Image Credits: Ametek
Precitech, a global manufacturer of innovative ultraprecision machining solutions, introduces the Nanoform® Xtc for diamond turning tungsten carbide and other hard-to-machine materials. Micro-LAM’s Optimus T+1, a laser-assisted machining tool, along with specific characteristics of the Nanoform Xtc, enables it to perform this exclusive process.
Diamond turning has many advantages over the conventional method for grinding tungsten carbide. With demonstrated feed rates of up to 6 mm per minute, finishing a standard test part takes less than a minute. Additionally, diamond turning is a deterministic process, and well-known techniques can be used to quickly manufacture even complex diffractive (kinoform) molds and lens arrays.
Jeff Roblee, Divisional Vice President of Technologies, Precitech
Diamond turning of hard materials, such as tungsten carbide, requires the superior dynamic stiffness of dove-tail slides. The Nanoform Xtc with its exclusive dove-tail slide design can generate surfaces under 5 nm Sa and 150 nm PV. Compared to traditional grinding, a part requiring minimum post polishing can be made in minutes, instead of hours.
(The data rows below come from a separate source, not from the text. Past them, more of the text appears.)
/// Apply `edits` to the parsed `list` and splice the rebuilt interior
/// back into `original`.
pub fn build_text(
    original: &str,
    list: &EntryList,
    edits: &EditSet,
    ctx: &SerializationContext,
) -> BuiltText {
    let order: Vec<usize> = match &edits.order {
        Some(order) => order
            .iter()
            .copied()
            .filter(|i| *i < list.entries.len())
            .collect(),
        None => (0..list.entries.len()).collect(),
    };

    let mut chunks: Vec<Chunk> = Vec::with_capacity(order.len());
    let mut template_entry: Option<&Entry> = None;
    for idx in order {
        if edits.removed.contains(&idx) {
            continue;
        }
        let entry = &list.entries[idx];
        let chunk = match edits.patches.get(&idx) {
            Some(patch) if !entry.is_trivia_only() => {
                render_patched(original, list.kind, entry, patch, ctx)
            }
            _ => Chunk {
                text: entry.raw(original).to_string(),
                has_comma: entry.trailing_comma,
                is_content: !entry.is_trivia_only(),
                comma_back: trailing_trivia_len(entry),
            },
        };
        if chunk.is_content {
            template_entry = Some(entry);
        }
        chunks.push(chunk);
    }

    if list.kind == ListKind::ObjectLiteral
        && let Some(last) = chunks.iter().rposition(|c| c.is_content)
    {
        // Re-establish separator commas: every content chunk followed by
        // another needs one, and so does the last when entries are being
        // appended after it. A mid-list chunk that gains a comma also
        // sheds its trailing whitespace; the next entry's leading trivia
        // already provides the separation.
        for chunk in &mut chunks[..last] {
            if chunk.is_content && !chunk.has_comma {
                insert_comma(chunk);
                let trimmed = chunk.text.trim_end().len();
                // a `//` comment keeps its terminating newline
                if !ends_in_line_comment(&chunk.text[..trimmed]) {
                    chunk.text.truncate(trimmed);
                }
            }
        }
        if !edits.additions.is_empty() && !chunks[last].has_comma {
            insert_comma(&mut chunks[last]);
        }
    }

    let mut interior: String = chunks.into_iter().map(|c| c.text).collect();

    if !edits.additions.is_empty() {
        let (label_pre, value_pre) = addition_templates(template_entry, list.kind);
        let (mut body, mut tail) = split_trailing_whitespace(interior);
        // A final line comment must stay terminated; unless the
        // indentation template supplies a newline anyway, keep the
        // comment's newline with the body so additions land after it.
        if ends_in_line_comment(&body)
            && !label_pre.starts_with('\n')
            && let Some(rest) = tail.strip_prefix('\n')
        {
            body.push('\n');
            tail = rest.to_string();
        }
        for (i, addition) in edits.additions.iter().enumerate() {
            if list.kind == ListKind::ObjectLiteral && i > 0 {
                body.push(',');
            }
            body.push_str(&label_pre);
            body.push_str(&render_addition(addition, list.kind, ctx, &value_pre));
        }
        body.push_str(&tail);
        interior = body;
    }

    let prefix = &original[..list.entries_start];
    let suffix = &original[list.entries_end + list.terminator.len()..];
    let mut text =
        String::with_capacity(prefix.len() + interior.len() + list.terminator.len() + suffix.len());
    text.push_str(prefix);
    text.push_str(&interior);
    text.push_str(list.terminator.as_str());
    let cursor_offset = text.len();
    text.push_str(suffix);

    debug!(
        cursor_offset,
        removed = edits.removed.len(),
        patched = edits.patches.len(),
        added = edits.additions.len(),
        "rebuilt entry list"
    );
    BuiltText {
        text,
        cursor_offset,
    }
}

fn separator(kind: ListKind) -> char {
    match kind {
        ListKind::Tag => '=',
        ListKind::ObjectLiteral => ':',
    }
}
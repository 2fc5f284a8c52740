//! Forward-scanning block locator.
//!
//! Instead of scanning backward from the cursor (which misfires when
//! angle brackets or braces appear inside string literals before the
//! real boundary), the whole document is tokenized once in a forward
//! pass that records tag boundaries and brace spans, skipping strings
//! and comments with the scan primitives. Queries are then answered by
//! binary search over the recorded boundaries.

use proplist_scan::{ScanError, is_comment_start, skip_comment, skip_quoted_string};
use tracing::trace;

use crate::LocateError;

/// A located opening tag.
#[derive(Debug, Clone, PartialEq, Eq)]
pub struct LocatedTag {
    /// The tag name (`View`, `Animated.View`, …).
    pub name: String,
    /// Offset of the `<`.
    pub tag_start: usize,
    /// Offset just past the tag name, where the attribute region begins.
    pub attributes_start: usize,
}

/// A `{…}` span recorded during the forward pass.
#[derive(Debug, Clone, Copy, PartialEq, Eq)]
struct BraceSpan {
    /// Offset of the `{`.
    open: usize,
    /// Offset just past the matching `}`; `None` when never closed.
    close: Option<usize>,
}

/// Tag and brace boundaries for one document, recorded in a single
/// forward pass.
#[derive(Debug, Clone)]
pub struct DocumentIndex {
    tags: Vec<LocatedTag>,
    braces: Vec<BraceSpan>,
}

/// Whether `c` can appear in a tag identifier. Dashes are excluded:
/// React Native components cannot have dashed names.
fn is_tag_ident_char(c: char) -> bool {
    c.is_ascii_alphanumeric() || matches!(c, '.' | '$' | '_')
}

impl DocumentIndex {
    /// Tokenize the document and record every tag boundary and brace
    /// span. Strings and comments are skipped atomically, so brackets
    /// and angle brackets inside them are never recorded.
    pub fn build(text: &str) -> Result<Self, ScanError> {
        let bytes = text.as_bytes();
        let mut tags = Vec::new();
        let mut braces: Vec<BraceSpan> = Vec::new();
        let mut stack: Vec<usize> = Vec::new();

        let mut i = 0;
        while i < bytes.len() {
            let c = bytes[i] as char;
            if matches!(c, '"' | '\'' | '`') {
                i = skip_quoted_string(text, i)?;
            } else if is_comment_start(text, i) {
                i = skip_comment(text, i)?;
            } else if c == '<' {
                match read_tag_name(text, i) {
                    Some((name, attributes_start)) => {
                        trace!(tag_start = i, %name, "indexed tag");
                        tags.push(LocatedTag {
                            name,
                            tag_start: i,
                            attributes_start,
                        });
                        i = attributes_start;
                    }
                    None => i += 1,
                }
            } else if c == '{' {
                stack.push(braces.len());
                braces.push(BraceSpan {
                    open: i,
                    close: None,
                });
                i += 1;
            } else if c == '}' {
                if let Some(slot) = stack.pop() {
                    braces[slot].close = Some(i + 1);
                }
                i += 1;
            } else {
                i += 1;
            }
        }

        Ok(Self { tags, braces })
    }

    /// The nearest tag starting at or before `offset`.
    pub fn enclosing_tag(&self, offset: usize) -> Option<&LocatedTag> {
        let idx = self.tags.partition_point(|t| t.tag_start <= offset);
        idx.checked_sub(1).map(|i| &self.tags[i])
    }

    /// The innermost brace span containing `offset`, returned as the
    /// offset of its `{`.
    ///
    /// Deliberately heuristic: a code block and an object literal look
    /// identical here, and callers only invoke this where that
    /// ambiguity is acceptable.
    pub fn enclosing_object(&self, offset: usize) -> Option<usize> {
        let idx = self.braces.partition_point(|b| b.open <= offset);
        self.braces[..idx]
            .iter()
            .rev()
            .find(|b| b.close.is_none_or(|close| offset < close))
            .map(|b| b.open)
    }
}

/// Read a tag identifier immediately following the `<` at `lt_index`.
///
/// The identifier must be non-empty and followed by whitespace, `>`, or
/// `/>`, mirroring what counts as an opening tag in the editor.
fn read_tag_name(text: &str, lt_index: usize) -> Option<(String, usize)> {
    let rest = &text[lt_index + 1..];
    let name_len = rest
        .char_indices()
        .find(|(_, c)| !is_tag_ident_char(*c))
        .map(|(i, _)| i)
        .unwrap_or(rest.len());
    if name_len == 0 {
        return None;
    }

    let after = &rest[name_len..];
    let valid_boundary = after.starts_with(char::is_whitespace)
        || after.starts_with('>')
        || after.starts_with("/>");
    if !valid_boundary {
        return None;
    }

    let name = rest[..name_len].to_string();
    Some((name, lt_index + 1 + name_len))
}

/// Find the opening tag enclosing `cursor`.
pub fn locate_enclosing_tag(text: &str, cursor: usize) -> Result<LocatedTag, LocateError> {
    let index = DocumentIndex::build(text)?;
    index
        .enclosing_tag(cursor)
        .cloned()
        .ok_or(LocateError::NoEnclosingTag { offset: cursor })
}

/// Find the `{` of the object literal enclosing `cursor`.
pub fn locate_enclosing_object_literal(text: &str, cursor: usize) -> Result<usize, LocateError> {
    let index = DocumentIndex::build(text)?;
    index
        .enclosing_object(cursor)
        .ok_or(LocateError::NoEnclosingObject { offset: cursor })
}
Optimus T+1 is an innovative solution that uses a laser beam passed through an optically transparent diamond tool. The laser is delivered precisely at the tool-workpiece interface. “The system improves part quality with a thermal softening effect that reduces the brittleness and enhances the machinability of the material. This creates a better surface finish and significantly reduces surface and subsurface damage,” states Deepak Ravindra, Founder and CEO of Micro-LAM, Inc.
The Nanoform Xtc has been tested on standard- and high-grade (binderless) tungsten carbide, and surface finish and form accuracy have been shown to be significantly improved over a ground surface. In addition to tungsten carbide, the Nanoform Xtc and the Optimus T+1 have been demonstrated effective on infrared (IR) materials such as silicon (Si), zinc sulfide (ZnS), calcium fluoride (CaF2), germanium (Ge), and zinc selenide (ZnSe).